My guess? Instant gratification combined with no longer being the postwar generation that had a perception of flying as being the arrival of the future. Flying is now a bit "meh" and being stuck in cattle class. Personally I don't understand how a trial lesson isn't enough to hook them for life!
Just like back in the 60s it was "the friendly atom", whereas today nuclear power has rather lost its sheen.
The purpose of certification and operating limitations is not to limit access. It's to establish competency and safety of people and equipment, because they all share one system and a lot of physical space. The overwhelming majority of these regulations are based on prior failures.
>long standing policies against general ownership
This is derogatory language, and it's simply not true. FARs were written over many decades based on prior failures. They weren't dug out of some bureaucrat's asshole to prevent ownership. Tort law is substantially more applicable to the rising cost of aircraft than regulations. But you're welcome to provide citations of regulations you think are not necessary, and and argument why.
I hope they won't become mainstream until they can be fully battery-powered. You don't want something like that to fly above you when it has only slightly better Q&A than a regular car (and probably far less than a plane).
I bet bigger drones will be automated and regulated tightly. It's one thing that cars crash all the time but when flying vehicles crash they fall on other people. If that happens a few times people will call for rules.
I fly a piston engine airplane that seats 6 and gets ~15 miles per gallon at over 200mph. If I slowed it down, I could probably get it to 20mpg. That’s pretty competitive with 6-pax cars, so the spread may not be as much as you’d first imagine.
Next time you drive past a car accident, picture the cars not along the side of the road but in someone's house. That's where they will go when something goes wrong and they fall from the sky.
They are not years away, they are only a few innovations away, mostly related to battery performance and more compact powerful engines. Then of course, regulation.
This is a solved problem that has mostly to do with propeller shape. By creating 3D simulations of airflow you can come up with very quiet designs.

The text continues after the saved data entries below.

//! In-memory store: the reference `Store` implementation.
//!
//! All state sits behind one async mutex, which makes every method — the
//! conditional transitions included — trivially atomic. Good for tests and
//! single-node deployments; a database-backed implementation would map the
//! conditional transitions onto conditional updates.

use std::collections::HashMap;

use antepool_types::{
    LeaderboardEntry, LeaderboardKey, MatchId, MatchStatus, Participant, Room, RoomId, RoomStatus,
    TournamentMatch, UserId, WinnerRecord,
};
use tokio::sync::Mutex;

use crate::{Store, StoreError};

#[derive(Default)]
struct Inner {
    rooms: HashMap<RoomId, Room>,
    /// Participant rows in insertion (join) order. Soft-removed rows stay.
    participants: Vec<Participant>,
    winner_records: Vec<WinnerRecord>,
    leaderboard: HashMap<LeaderboardKey, LeaderboardEntry>,
    matches: HashMap<MatchId, TournamentMatch>,
}

/// A `Store` backed by process memory.
#[derive(Default)]
pub struct MemoryStore {
    inner: Mutex<Inner>,
}

impl MemoryStore {
    pub fn new() -> MemoryStore {
        MemoryStore::default()
    }
}

impl Store for MemoryStore {
    async fn insert_room(&self, room: Room) -> Result<(), StoreError> {
        let mut inner = self.inner.lock().await;
        if inner.rooms.contains_key(&room.id) {
            return Err(StoreError::Conflict(format!("room {} already exists", room.id)));
        }
        inner.rooms.insert(room.id, room);
        Ok(())
    }

    async fn get_room(&self, id: RoomId) -> Result<Room, StoreError> {
        let inner = self.inner.lock().await;
        inner.rooms.get(&id).cloned().ok_or(StoreError::RoomNotFound(id))
    }

    async fn update_room(&self, room: &Room) -> Result<(), StoreError> {
        let mut inner = self.inner.lock().await;
        match inner.rooms.get_mut(&room.id) {
            Some(stored) => {
                *stored = room.clone();
                Ok(())
            }
            None => Err(StoreError::RoomNotFound(room.id)),
        }
    }

    async fn transition_room_status(
        &self,
        id: RoomId,
        from: RoomStatus,
        to: RoomStatus,
    ) -> Result<Room, StoreError> {
        let mut inner = self.inner.lock().await;
        let room = inner.rooms.get_mut(&id).ok_or(StoreError::RoomNotFound(id))?;
        if room.status != from {
            return Err(StoreError::Conflict(format!(
                "room {id} is {}, expected {from}",
                room.status
            )));
        }
        room.status = to;
        Ok(room.clone())
    }

    async fn advance_room_round(
        &self,
        id: RoomId,
        from_round: u32,
        to_round: u32,
    ) -> Result<Room, StoreError> {
        let mut inner = self.inner.lock().await;
        let room = inner.rooms.get_mut(&id).ok_or(StoreError::RoomNotFound(id))?;
        if room.current_round != from_round {
            return Err(StoreError::Conflict(format!(
                "room {id} is at round {}, expected {from_round}",
                room.current_round
            )));
        }
        room.current_round = to_round;
        Ok(room.clone())
    }

    async fn list_open_rooms(&self) -> Result<Vec<Room>, StoreError> {
        let inner = self.inner.lock().await;
        let mut rooms: Vec<Room> = inner
            .rooms
            .values()
            .filter(|room| !room.status.is_terminal())
            .cloned()
            .collect();
        rooms.sort_by_key(|room| room.id);
        Ok(rooms)
    }

    async fn insert_participant(&self, participant: Participant) -> Result<(), StoreError> {
        let mut inner = self.inner.lock().await;
        let duplicate = inner.participants.iter().any(|row| {
            row.room_id == participant.room_id
                && row.user_id == participant.user_id
                && row.is_active
        });
        if duplicate {
            return Err(StoreError::Conflict(format!(
                "user {} already active in room {}",
                participant.user_id, participant.room_id
            )));
        }
        inner.participants.push(participant);
        Ok(())
    }

    async fn get_participant(&self, room: RoomId, user: UserId) -> Result<Participant, StoreError> {
        let inner = self.inner.lock().await;
        inner
            .participants
            .iter()
            .find(|row| row.room_id == room && row.user_id == user && row.is_active)
            .cloned()
            .ok_or(StoreError::ParticipantNotFound(room, user))
    }

    async fn update_participant(&self, participant: &Participant) -> Result<(), StoreError> {
        let mut inner = self.inner.lock().await;
        // Prefer the active row; a soft-remove update (is_active being
        // cleared) still targets the row that was active when read.
        let index = inner
            .participants
            .iter()
            .position(|row| {
                row.room_id == participant.room_id
                    && row.user_id == participant.user_id
                    && row.is_active
            })
            .or_else(|| {
                inner.participants.iter().rposition(|row| {
                    row.room_id == participant.room_id && row.user_id == participant.user_id
                })
            })
            .ok_or(StoreError::ParticipantNotFound(
                participant.room_id,
                participant.user_id,
            ))?;
        inner.participants[index] = participant.clone();
        Ok(())
    }

    async fn list_active_participants(&self, room: RoomId) -> Result<Vec<Participant>, StoreError> {
        let inner = self.inner.lock().await;
        Ok(inner
            .participants
            .iter()
            .filter(|row| row.room_id == room && row.is_active)
            .cloned()
            .collect())
    }

    async fn insert_winner_record(&self, record: WinnerRecord) -> Result<(), StoreError> {
        let mut inner = self.inner.lock().await;
        let duplicate = inner
            .winner_records
            .iter()
            .any(|row| row.room_id == record.room_id && row.position == record.position);
        if duplicate {
            return Err(StoreError::Conflict(format!(
                "room {} already has a winner at position {}",
                record.room_id, record.position
            )));
        }
        inner.winner_records.push(record);
        Ok(())
    }

    async fn list_winner_records(&self, room: RoomId) -> Result<Vec<WinnerRecord>, StoreError> {
        let inner = self.inner.lock().await;
        let mut records: Vec<WinnerRecord> = inner
            .winner_records
            .iter()
            .filter(|row| row.room_id == room)
            .cloned()
            .collect();
        records.sort_by_key(|row| row.position);
        Ok(records)
    }

    async fn get_leaderboard_entry(
        &self,
        key: &LeaderboardKey,
    ) -> Result<Option<LeaderboardEntry>, StoreError> {
        let inner = self.inner.lock().await;
        Ok(inner.leaderboard.get(key).cloned())
    }

    async fn upsert_leaderboard_entry(&self, entry: LeaderboardEntry) -> Result<(), StoreError> {
        let mut inner = self.inner.lock().await;
        inner.leaderboard.insert(entry.key.clone(), entry);
        Ok(())
    }

    async fn insert_matches(
        &self,
        room: RoomId,
        matches: Vec<TournamentMatch>,
    ) -> Result<(), StoreError> {
        let mut inner = self.inner.lock().await;
        if inner.matches.values().any(|m| m.room_id == room) {
            return Err(StoreError::Conflict(format!("room {room} already has a bracket")));
        }
        for m in matches {
            inner.matches.insert(m.id, m);
        }
        Ok(())
    }

    async fn get_match(&self, id: MatchId) -> Result<TournamentMatch, StoreError> {
        let inner = self.inner.lock().await;
        inner.matches.get(&id).cloned().ok_or(StoreError::MatchNotFound(id))
    }

    async fn update_match(&self, tournament_match: &TournamentMatch) -> Result<(), StoreError> {
        let mut inner = self.inner.lock().await;
        match inner.matches.get_mut(&tournament_match.id) {
            Some(stored) => {
                *stored = tournament_match.clone();
                Ok(())
            }
            None => Err(StoreError::MatchNotFound(tournament_match.id)),
        }
    }

    async fn transition_match_status(
        &self,
        id: MatchId,
        from: MatchStatus,
        to: MatchStatus,
    ) -> Result<TournamentMatch, StoreError> {
        let mut inner = self.inner.lock().await;
        let m = inner.matches.get_mut(&id).ok_or(StoreError::MatchNotFound(id))?;
        if m.status != from {
            return Err(StoreError::Conflict(format!(
                "match {id} is {}, expected {from}",
                m.status
            )));
        }
        m.status = to;
        Ok(m.clone())
    }

    async fn list_matches(&self, room: RoomId) -> Result<Vec<TournamentMatch>, StoreError> {
        let inner = self.inner.lock().await;
        let mut matches: Vec<TournamentMatch> = inner
            .matches
            .values()
            .filter(|m| m.room_id == room)
            .cloned()
            .collect();
        matches.sort_by_key(|m| m.match_number);
        Ok(matches)
    }

    async fn list_matches_by_round(
        &self,
        room: RoomId,
        round: u32,
    ) -> Result<Vec<TournamentMatch>, StoreError> {
        let inner = self.inner.lock().await;
        let mut matches: Vec<TournamentMatch> = inner
            .matches
            .values()
            .filter(|m| m.room_id == room && m.round == round)
            .cloned()
            .collect();
        matches.sort_by_key(|m| m.match_number);
        Ok(matches)
    }
}

#[cfg(test)]
mod tests {
    use antepool_types::{Amount, Currency, GameId, RoomKind, SplitRule};
    use chrono::{TimeZone, Utc};

    use super::*;

    fn room(id: u64) -> Room {
        let start = Utc.with_ymd_and_hms(2026, 3, 1, 18, 0, 0).unwrap();
        Room {
            id: RoomId(id),
            game_id: GameId(1),
            kind: RoomKind::ScoreContest,
            status: RoomStatus::Waiting,
            start_time: start,
            end_time: start + chrono::Duration::hours(1),
            actual_start_time: None,
            actual_end_time: None,
            max_players: 8,
            min_players_to_start: 2,
            current_players: 0,
            entry_fee: Amount::from_major(10),
            currency: Currency::usd(),
            total_prize_pool: Amount::ZERO,
            platform_fee_collected: Amount::ZERO,
            winner_split_rule: SplitRule::Top3,
            is_sponsored: false,
            current_round: 0,
            tournament_rounds: 0,
        }
    }

    #[tokio::test]
    async fn test_transition_room_status_is_conditional() {
        let store = MemoryStore::new();
        store.insert_room(room(1)).await.unwrap();

        let updated = store
            .transition_room_status(RoomId(1), RoomStatus::Waiting, RoomStatus::Ongoing)
            .await
            .unwrap();
        assert_eq!(updated.status, RoomStatus::Ongoing);

        // Second caller expecting Waiting loses the race.
        let err = store
            .transition_room_status(RoomId(1), RoomStatus::Waiting, RoomStatus::Cancelled)
            .await
            .unwrap_err();
        assert!(err.is_conflict());
    }

    #[tokio::test]
    async fn test_duplicate_active_participant_rejected() {
        let store = MemoryStore::new();
        store.insert_room(room(1)).await.unwrap();
        let now = Utc::now();

        store
            .insert_participant(Participant::new(RoomId(1), UserId(7), now))
            .await
            .unwrap();
        let err = store
            .insert_participant(Participant::new(RoomId(1), UserId(7), now))
            .await
            .unwrap_err();
        assert!(err.is_conflict());

        // Soft-remove, then rejoin is allowed.
        let mut p = store.get_participant(RoomId(1), UserId(7)).await.unwrap();
        p.is_active = false;
        store.update_participant(&p).await.unwrap();
        store
            .insert_participant(Participant::new(RoomId(1), UserId(7), now))
            .await
            .unwrap();
    }

    #[tokio::test]
    async fn test_winner_ledger_is_duplicate_free() {
        let store = MemoryStore::new();
        let record = WinnerRecord {
            room_id: RoomId(1),
            user_id: UserId(2),
            position: 1,
            prize_percentage: 100,
            prize_amount: Amount::from_major(9),
            recorded_at: Utc::now(),
        };
        store.insert_winner_record(record.clone()).await.unwrap();
        let err = store.insert_winner_record(record).await.unwrap_err();
        assert!(err.is_conflict());
    }
}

The reason it’s not done is because no one gives a damn. Planes and helicopters fly too high up and if you’re in one of these vehicles the sounds of the engine will be louder than the propellers anyway because they aren’t electric.
Relative quiet and actual quiet are different things - I don't believe the physics exists to displace the noise/vibrations generated; you can change the propeller shape and sizes, however that energy still needs to go somewhere, so you'll mostly just change where the energy's going and the frequencies and concentrations that are output. I'd love to be proven wrong.
- a short trip allows battery needs to not be excessive
- bypass traffic, you don't have to go all that fast to get a huge speedup, and remove the extra buffer time on traffic uncertainty
- radically less infrastructure than roads or rails, reduces the cost of adding more pickup zones
In cites with poor airport to downtown infrastructure you could probably start off as a high-end service and charge i.e. 5x than an airport limo.